Various social media give more avenues not only for offensive or illegal content to spread, but also for cybercriminals to exploit. According to Dr. Vilmantė Pakalniškienė of Vilnius University, people often make the criminals’ work easier by not paying enough attention to their online habits.

“There is a wide diversity of threats online. The problem goes beyond offensive online content – often, users themselves share too much, carelessly post photos, give out their phone number, address, other personal information that criminals might then use,” explains Dr. V. Pakalniškienė.

In Lithuania, criminals regularly manage to trick young girls to send them naked pictures, only to use them for blackmail, requiring money for not publishing them. Sometimes, even the photos sent to an acquaintance can appear on public social media channels or sent out to the victim’s friends and acquaintances. Many victims are also attacked by sexually explicit messages or photos; certainly, instances of using personal data to extract money occur regularly.

Children are the most vulnerable online

Pornographic content, abusive information, hateful or discriminatory messages, or online blackmail targets not only adults, but also children. According to Dr. V. Pakalniškienė, children are among the most vulnerable internet users and are the most easily affected.

“Children tend to be more open online than adults, they quite eagerly accept strangers to their social networks, send them pictures without thinking that they can become objects of abuse. They also tend to fall for false information, trust strangers who might be manipulating them. There are multiple instances when a stranger has managed to persuade a child to send them naked pictures and then demanded the child to send more, threatening to otherwise release the ones already sent. Such tendencies show that the virtual space is not yet safe for children,” claims the expert.

A negative experience can have long-lasting effects

Speaking about the impact of such negative experiences as above, Dr. V. Pakalniškienė observes that children who have experienced bullying or other types of harmful behavior online may become aggressive, begin bullying others, avoid friendships, or skip school. They might also stop trusting others both online and in real life, feel constant anxiety and even fall into depression, begin contemplating suicide.

The parental role in ensuring children safety online is crucial

According to Dr. V. Pakalniškienė, parents who wish to protect their children from online threats should help their children develop the skills necessary to use the Internet safely.

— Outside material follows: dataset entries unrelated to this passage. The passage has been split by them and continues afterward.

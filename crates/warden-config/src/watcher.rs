//! File watching for manifest hot-reload.
//!
//! The watcher observes the directory holding each watched file, so editors
//! and deploy tools that replace a file by rename are seen as well as
//! in-place writes. Events for other files in the directory are dropped.
//!
//! # Example
//!
//! ```no_run
//! use std::time::Duration;
//! use warden_config::FileWatcher;
//!
//! # async fn example() -> Result<(), warden_config::ConfigError> {
//! let mut watcher = FileWatcher::builder()
//!     .with_debounce(Duration::from_millis(250))
//!     .watch_file("manifest.yaml")?
//!     .build()?;
//!
//! while let Some(event) = watcher.next().await {
//!     println!("manifest changed: {:?}", event.path);
//! }
//! # Ok(())
//! # }
//! ```

use std::collections::HashSet;
use std::path::{Path, PathBuf};
use std::time::{Duration, Instant};

use notify::{Event, EventKind, RecommendedWatcher, RecursiveMode, Watcher};
use tokio::sync::mpsc;

use crate::error::{ConfigError, ConfigResult};

/// A coalesced change to a watched file.
#[derive(Debug, Clone)]
pub struct FileChangeEvent {
    /// Path to the changed file.
    pub path: PathBuf,
    /// Kind of the last change seen.
    pub kind: FileChangeKind,
    /// When the change was detected.
    pub timestamp: Instant,
}

/// Kind of file change.
#[derive(Debug, Clone, Copy, PartialEq, Eq)]
pub enum FileChangeKind {
    /// File was created or moved into place.
    Created,
    /// File content or metadata changed.
    Modified,
    /// File was removed.
    Deleted,
}

impl FileChangeKind {
    fn from_event_kind(kind: &EventKind) -> Option<Self> {
        match kind {
            EventKind::Create(_) => Some(Self::Created),
            EventKind::Modify(_) => Some(Self::Modified),
            EventKind::Remove(_) => Some(Self::Deleted),
            _ => None,
        }
    }
}

/// Builder for a [`FileWatcher`].
#[derive(Debug)]
pub struct FileWatcherBuilder {
    files: Vec<PathBuf>,
    debounce: Duration,
}

impl Default for FileWatcherBuilder {
    fn default() -> Self {
        Self {
            files: Vec::new(),
            debounce: Duration::from_millis(500),
        }
    }
}

impl FileWatcherBuilder {
    /// Set the debounce window.
    ///
    /// Changes arriving within this window after the first one are merged
    /// into a single event. Default is 500ms.
    #[must_use]
    pub fn with_debounce(mut self, duration: Duration) -> Self {
        self.debounce = duration;
        self
    }

    /// Watch a file. The file must exist.
    pub fn watch_file(mut self, path: impl AsRef<Path>) -> ConfigResult<Self> {
        let path = path.as_ref();
        if !path.is_file() {
            return Err(ConfigError::file_not_found(path));
        }
        self.files.push(path.canonicalize()?);
        Ok(self)
    }

    /// Start watching.
    pub fn build(self) -> ConfigResult<FileWatcher> {
        if self.files.is_empty() {
            return Err(ConfigError::watcher("no files configured for file watcher"));
        }

        let (tx, rx) = mpsc::channel(100);
        let mut watcher = notify::recommended_watcher(move |res: notify::Result<Event>| {
            match res {
                Ok(event) => {
                    // The receiver is gone once the watcher is dropped.
                    let _ = tx.blocking_send(event);
                }
                Err(e) => tracing::warn!(error = %e, "File watcher error"),
            }
        })
        .map_err(|e| ConfigError::watcher(format!("failed to create file watcher: {e}")))?;

        let dirs: HashSet<PathBuf> = self
            .files
            .iter()
            .filter_map(|file| file.parent().map(Path::to_path_buf))
            .collect();
        for dir in &dirs {
            watcher
                .watch(dir, RecursiveMode::NonRecursive)
                .map_err(|e| {
                    ConfigError::watcher(format!("failed to watch {}: {e}", dir.display()))
                })?;
        }

        Ok(FileWatcher {
            _watcher: watcher,
            rx,
            files: self.files.into_iter().collect(),
            debounce: self.debounce,
        })
    }
}

/// Watches files and reports debounced changes.
pub struct FileWatcher {
    _watcher: RecommendedWatcher,
    rx: mpsc::Receiver<Event>,
    files: HashSet<PathBuf>,
    debounce: Duration,
}

impl std::fmt::Debug for FileWatcher {
    fn fmt(&self, f: &mut std::fmt::Formatter<'_>) -> std::fmt::Result {
        f.debug_struct("FileWatcher")
            .field("files", &self.files)
            .field("debounce", &self.debounce)
            .finish_non_exhaustive()
    }
}

impl FileWatcher {
    /// Create a watcher builder.
    #[must_use]
    pub fn builder() -> FileWatcherBuilder {
        FileWatcherBuilder::default()
    }

    /// Wait for the next change to a watched file.
    ///
    /// After the first relevant event, waits for the debounce window and
    /// folds every further event for the same file into one. Returns `None`
    /// once the underlying watcher stops.
    pub async fn next(&mut self) -> Option<FileChangeEvent> {
        loop {
            let event = self.rx.recv().await?;
            let Some(mut change) = self.relevant(&event) else {
                continue;
            };

            tokio::time::sleep(self.debounce).await;
            while let Ok(event) = self.rx.try_recv() {
                if let Some(later) = self.relevant(&event) {
                    if later.path == change.path {
                        change.kind = later.kind;
                    }
                }
            }
            return Some(change);
        }
    }

    fn relevant(&self, event: &Event) -> Option<FileChangeEvent> {
        let kind = FileChangeKind::from_event_kind(&event.kind)?;
        let path = event
            .paths
            .iter()
            .find(|path| self.files.contains(path.as_path()))?
            .clone();
        Some(FileChangeEvent {
            path,
            kind,
            timestamp: Instant::now(),
        })
    }
}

“We notice that parents very rarely set out any guidelines on how their children could and should use the Internet safely, they do not take interest in what their children post online and with whom they communicate. Parents also spend less and less quality time with their children and often give their kids tablets or smartphones to calm them down or occupy them for a while. Parents should develop a strong bond with their children from early on, communicate closely and openly. When such a bond exists, the child will not be afraid to turn to their parents when troubled or concerned. Parents should also note that children model themselves after their parents and keep in mind that if their own behavior contradicts the lessons they teach their children, these lessons will never be effective. In other words, parents should educate their children about safety online by example,” stresses Dr. V. Pakalniškienė.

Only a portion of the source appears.